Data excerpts
------------------------------------
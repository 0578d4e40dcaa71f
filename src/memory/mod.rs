//! Episodic Memory (C9): records each decision as an episode, attaches
//! outcomes and reflections, and recalls similar past episodes.
//!
//! Grounded on the teacher's `src/agents/memory_node.rs` (`RwLock`-guarded
//! `HashMap` + `VecDeque` recency index over trade memories), generalized
//! from that module's single entry-price/pnl record to the full episode
//! lifecycle (decision -> outcome -> reflection) and the Jaccard-similarity
//! recall defined for this system, supplemented with a per-tag win rate in
//! `get_stats` (present in the source system's episodic memory stats but
//! dropped by the distillation).

use std::collections::{HashMap, HashSet, VecDeque};

use chrono::{DateTime, Utc};
use serde::{Deserialize, Serialize};
use tracing::warn;

use crate::types::Symbol;

#[derive(Debug, Clone, Serialize, Deserialize)]
pub struct Outcome {
    pub pnl: f64,
    pub pnl_pct: f64,
    pub exit_reason: String,
    pub closed_at: DateTime<Utc>,
}

#[derive(Debug, Clone, Serialize, Deserialize)]
pub struct Episode {
    pub episode_id: String,
    pub timestamp: DateTime<Utc>,
    pub market_state_text: String,
    pub market_state_embedding_text: String,
    pub symbol: Symbol,
    pub venue: String,
    pub signal: crate::types::Signal,
    pub entry_price: f64,
    pub quantity: f64,
    pub stop_loss: Option<f64>,
    pub take_profit: Option<f64>,
    pub agent_id: String,
    pub reasoning: String,
    pub confidence: f64,
    pub outcome: Option<Outcome>,
    pub what_worked: Option<String>,
    pub what_failed: Option<String>,
    pub lesson: String,
    pub tags: Vec<String>,
}

impl Episode {
    /// Deterministic id from timestamp + symbol + signal, matching the
    /// source system's hash-based episode id.
    pub fn make_id(timestamp: DateTime<Utc>, symbol: &Symbol, signal: crate::types::Signal) -> String {
        use std::collections::hash_map::DefaultHasher;
        use std::hash::{Hash, Hasher};
        let mut hasher = DefaultHasher::new();
        timestamp.timestamp_nanos_opt().unwrap_or(0).hash(&mut hasher);
        symbol.hash(&mut hasher);
        format!("{signal:?}").hash(&mut hasher);
        format!("ep_{:x}", hasher.finish())
    }

    fn tokens(&self) -> HashSet<String> {
        self.market_state_embedding_text.split_whitespace().map(|t| t.to_lowercase()).collect()
    }

    fn is_profitable(&self) -> bool {
        self.outcome.as_ref().map(|o| o.pnl > 0.0).unwrap_or(false)
    }
}

fn jaccard(a: &HashSet<String>, b: &HashSet<String>) -> f64 {
    if a.is_empty() || b.is_empty() {
        return 0.0;
    }
    let intersection = a.intersection(b).count() as f64;
    let union = a.union(b).count() as f64;
    if union == 0.0 {
        0.0
    } else {
        intersection / union
    }
}

#[derive(Debug, Clone, Serialize, Deserialize, Default)]
pub struct MemoryStats {
    pub total_episodes: usize,
    pub episodes_with_outcome: usize,
    pub win_rate: f64,
    pub total_pnl: f64,
    pub tag_win_rates: HashMap<String, f64>,
}

pub struct EpisodicMemory {
    episodes: HashMap<String, Episode>,
    by_symbol: HashMap<Symbol, Vec<String>>,
    recency: VecDeque<String>,
    cap: usize,
}

impl EpisodicMemory {
    pub fn new(cap: usize) -> Self {
        Self { episodes: HashMap::new(), by_symbol: HashMap::new(), recency: VecDeque::new(), cap: cap.max(1) }
    }

    /// Appends to the symbol index and recency deque, persisting
    /// write-through (the caller's `Store` does the actual I/O; this method
    /// just updates in-memory state and returns the id to persist).
    pub fn store(&mut self, episode: Episode) -> String {
        let id = episode.episode_id.clone();
        self.by_symbol.entry(episode.symbol.clone()).or_default().push(id.clone());
        self.recency.push_back(id.clone());
        self.episodes.insert(id.clone(), episode);
        self.prune_if_over_cap();
        id
    }

    fn prune_if_over_cap(&mut self) {
        while self.episodes.len() > self.cap {
            let Some(oldest_id) = self
                .episodes
                .values()
                .min_by_key(|e| e.timestamp)
                .map(|e| e.episode_id.clone())
            else {
                break;
            };
            self.remove(&oldest_id);
        }
    }

    fn remove(&mut self, id: &str) {
        if let Some(episode) = self.episodes.remove(id) {
            if let Some(ids) = self.by_symbol.get_mut(&episode.symbol) {
                ids.retain(|x| x != id);
            }
            self.recency.retain(|x| x != id);
        }
    }

    /// Idempotent, last-write-wins: calling twice with the same outcome is a
    /// no-op beyond the first write.
    pub fn update_outcome(&mut self, episode_id: &str, outcome: Outcome) -> bool {
        match self.episodes.get_mut(episode_id) {
            Some(episode) => {
                episode.outcome = Some(outcome);
                true
            }
            None => {
                warn!(episode_id, "update_outcome: unknown episode id");
                false
            }
        }
    }

    pub fn add_reflection(&mut self, episode_id: &str, what_worked: String, what_failed: String, lesson: String) -> bool {
        match self.episodes.get_mut(episode_id) {
            Some(episode) => {
                episode.what_worked = Some(what_worked);
                episode.what_failed = Some(what_failed);
                episode.lesson = lesson;
                true
            }
            None => false,
        }
    }

    pub fn get_by_id(&self, episode_id: &str) -> Option<&Episode> {
        self.episodes.get(episode_id)
    }

    pub fn get_recent(&self, limit: usize) -> Vec<&Episode> {
        self.recency.iter().rev().take(limit).filter_map(|id| self.episodes.get(id)).collect()
    }

    /// Ranks by Jaccard similarity of tokenized `market_state_embedding_text`,
    /// x1.3 for profitable episodes when `prefer_profitable`, plus a recency
    /// bonus of `max(0, 1 - age_days/30) * 0.1`.
    pub fn recall_similar(&self, current_state_text: &str, symbol: Option<&Symbol>, limit: usize, prefer_profitable: bool) -> Vec<&Episode> {
        let query_tokens: HashSet<String> = current_state_text.split_whitespace().map(|t| t.to_lowercase()).collect();
        let now = Utc::now();

        let candidates: Vec<&Episode> = match symbol {
            Some(sym) => self.by_symbol.get(sym).into_iter().flatten().filter_map(|id| self.episodes.get(id)).collect(),
            None => self.episodes.values().collect(),
        };

        let mut scored: Vec<(f64, &Episode)> = candidates
            .into_iter()
            .map(|episode| {
                let mut score = jaccard(&query_tokens, &episode.tokens());
                if prefer_profitable && episode.is_profitable() {
                    score *= 1.3;
                }
                let age_days = (now - episode.timestamp).num_seconds() as f64 / 86_400.0;
                score += (1.0 - age_days / 30.0).max(0.0) * 0.1;
                (score, episode)
            })
            .collect();

        scored.sort_by(|a, b| b.0.partial_cmp(&a.0).unwrap_or(std::cmp::Ordering::Equal));
        scored.into_iter().take(limit).map(|(_, e)| e).collect()
    }

    pub fn get_stats(&self) -> MemoryStats {
        let total_episodes = self.episodes.len();
        let with_outcome: Vec<&Episode> = self.episodes.values().filter(|e| e.outcome.is_some()).collect();
        let episodes_with_outcome = with_outcome.len();
        let wins = with_outcome.iter().filter(|e| e.is_profitable()).count();
        let win_rate = if episodes_with_outcome == 0 { 0.0 } else { wins as f64 / episodes_with_outcome as f64 };
        let total_pnl: f64 = with_outcome.iter().filter_map(|e| e.outcome.as_ref()).map(|o| o.pnl).sum();

        let mut tag_totals: HashMap<String, (usize, usize)> = HashMap::new();
        for episode in &with_outcome {
            for tag in &episode.tags {
                let entry = tag_totals.entry(tag.clone()).or_insert((0, 0));
                entry.0 += 1;
                if episode.is_profitable() {
                    entry.1 += 1;
                }
            }
        }
        let tag_win_rates = tag_totals.into_iter().map(|(tag, (total, wins))| (tag, wins as f64 / total as f64)).collect();

        MemoryStats { total_episodes, episodes_with_outcome, win_rate, total_pnl, tag_win_rates }
    }
}

/// Rule-based reflection fallback used when the LLM reflection request
/// (an external collaborator) fails.
pub fn synthesize_reflection(episode: &Episode) -> (String, String, String) {
    let symbol = &episode.symbol;
    match &episode.outcome {
        Some(outcome) if outcome.pnl > 0.0 => (
            format!("Entry timing on {symbol} aligned with the move"),
            String::new(),
            format!("Buying/Shorting {symbol} at similar levels can work in this regime"),
        ),
        Some(outcome) if outcome.exit_reason == "stop_loss" => (
            String::new(),
            format!("Stop loss hit on {symbol}"),
            format!("Be cautious with {symbol}: consider wider stops or smaller size"),
        ),
        Some(_) => (
            String::new(),
            format!("Gave back profit on {symbol} before exit"),
            "Gave back too much profit; tighten trailing stops earlier".to_string(),
        ),
        None => (String::new(), String::new(), "Outcome not yet known".to_string()),
    }
}

#[cfg(test)]
mod tests {
    use super::*;
    use crate::types::Signal;

    fn episode(id: &str, symbol: &str, text: &str, ts: DateTime<Utc>, pnl: Option<f64>, tags: Vec<&str>) -> Episode {
        Episode {
            episode_id: id.to_string(),
            timestamp: ts,
            market_state_text: text.to_string(),
            market_state_embedding_text: text.to_string(),
            symbol: symbol.to_string(),
            venue: "rest_signed".to_string(),
            signal: Signal::Buy,
            entry_price: 100.0,
            quantity: 1.0,
            stop_loss: None,
            take_profit: None,
            agent_id: "a1".to_string(),
            reasoning: String::new(),
            confidence: 0.8,
            outcome: pnl.map(|p| Outcome { pnl: p, pnl_pct: p / 100.0, exit_reason: "take_profit".to_string(), closed_at: ts }),
            what_worked: None,
            what_failed: None,
            lesson: String::new(),
            tags: tags.into_iter().map(String::from).collect(),
        }
    }

    #[test]
    fn store_and_get_by_id() {
        let mut mem = EpisodicMemory::new(100);
        let ep = episode("ep1", "BTCUSDT", "rsi oversold bullish", Utc::now(), None, vec![]);
        mem.store(ep);
        assert!(mem.get_by_id("ep1").is_some());
    }

    #[test]
    fn update_outcome_is_idempotent() {
        let mut mem = EpisodicMemory::new(100);
        mem.store(episode("ep1", "BTCUSDT", "text", Utc::now(), None, vec![]));
        let outcome = Outcome { pnl: 5.0, pnl_pct: 0.05, exit_reason: "take_profit".to_string(), closed_at: Utc::now() };
        assert!(mem.update_outcome("ep1", outcome.clone()));
        assert!(mem.update_outcome("ep1", outcome));
        assert_eq!(mem.get_by_id("ep1").unwrap().outcome.as_ref().unwrap().pnl, 5.0);
    }

    #[test]
    fn recall_similar_prefers_profitable_and_similar() {
        let mut mem = EpisodicMemory::new(100);
        let now = Utc::now();
        mem.store(episode("ep_profit", "BTCUSDT", "rsi oversold bullish macd", now, Some(10.0), vec![]));
        mem.store(episode("ep_loss", "BTCUSDT", "rsi oversold bullish macd", now, Some(-5.0), vec![]));
        let results = mem.recall_similar("rsi oversold bullish macd", Some(&"BTCUSDT".to_string()), 5, true);
        assert_eq!(results[0].episode_id, "ep_profit");
    }

    #[test]
    fn prunes_oldest_when_over_cap() {
        let mut mem = EpisodicMemory::new(2);
        mem.store(episode("ep1", "BTCUSDT", "a", Utc::now() - chrono::Duration::hours(2), None, vec![]));
        mem.store(episode("ep2", "BTCUSDT", "b", Utc::now() - chrono::Duration::hours(1), None, vec![]));
        mem.store(episode("ep3", "BTCUSDT", "c", Utc::now(), None, vec![]));
        assert_eq!(mem.get_by_id("ep1"), None);
        assert!(mem.get_by_id("ep2").is_some());
        assert!(mem.get_by_id("ep3").is_some());
    }

    #[test]
    fn stats_include_per_tag_win_rate() {
        let mut mem = EpisodicMemory::new(100);
        mem.store(episode("ep1", "BTCUSDT", "a", Utc::now(), Some(10.0), vec!["breakout"]));
        mem.store(episode("ep2", "BTCUSDT", "b", Utc::now(), Some(-5.0), vec!["breakout"]));
        let stats = mem.get_stats();
        assert_eq!(stats.episodes_with_outcome, 2);
        assert!((stats.tag_win_rates["breakout"] - 0.5).abs() < 1e-9);
    }

    #[test]
    fn rule_based_reflection_on_stop_loss() {
        let ep = episode("ep1", "BTCUSDT", "a", Utc::now(), Some(-5.0), vec![]);
        let mut ep = ep;
        ep.outcome.as_mut().unwrap().exit_reason = "stop_loss".to_string();
        let (_, what_failed, lesson) = synthesize_reflection(&ep);
        assert!(what_failed.contains("Stop loss"));
        assert!(lesson.contains("wider stops"));
    }
}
------------------------------------
Prompt | Take the lines from the start of the records through the line holding "trade memories), generalized", both included, and please print them exactly, with nothing else.

Completed exercise |
repository 0578d4e40dcaa71f
filename src/memory/mod.rs
//! Episodic Memory (C9): records each decision as an episode, attaches
//! outcomes and reflections, and recalls similar past episodes.
//!
//! Grounded on the teacher's `src/agents/memory_node.rs` (`RwLock`-guarded
//! `HashMap` + `VecDeque` recency index over trade memories), generalized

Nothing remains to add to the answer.